▶ Assigned task
Give all the records again, with no alterations.

- - - -

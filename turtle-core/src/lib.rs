//! Board-agnostic motion core for the turtle robot firmware
//!
//! This crate contains all motion logic that does not depend on
//! specific hardware implementations:
//!
//! - Pulse emitter abstraction and PIO timing math
//! - Velocity profile planning (trapezoidal ramps)
//! - Per-wheel stepper streaming and step accounting
//! - Differential-drive kinematics and odometry
//! - Drive settings (calibration and motion limits)

#![cfg_attr(not(test), no_std)]
#![deny(unsafe_code)]

pub mod config;
pub mod drive;
pub mod error;
pub mod motion;
pub mod pulse;
pub mod stepper;
pub mod traits;

pub use error::{ConfigError, DriveError, EmitterError, StepperError};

- - - -

▶ Problem solution
filename turtle-core/src/lib.rs
//! Board-agnostic motion core for the turtle robot firmware
//!
//! This crate contains all motion logic that does not depend on
//! specific hardware implementations:
//!
//! - Pulse emitter abstraction and PIO timing math
//! - Velocity profile planning (trapezoidal ramps)
//! - Per-wheel stepper streaming and step accounting
//! - Differential-drive kinematics and odometry
//! - Drive settings (calibration and motion limits)

#![cfg_attr(not(test), no_std)]
#![deny(unsafe_code)]

pub mod config;
pub mod drive;
pub mod error;
pub mod motion;
pub mod pulse;
pub mod stepper;
pub mod traits;

pub use error::{ConfigError, DriveError, EmitterError, StepperError};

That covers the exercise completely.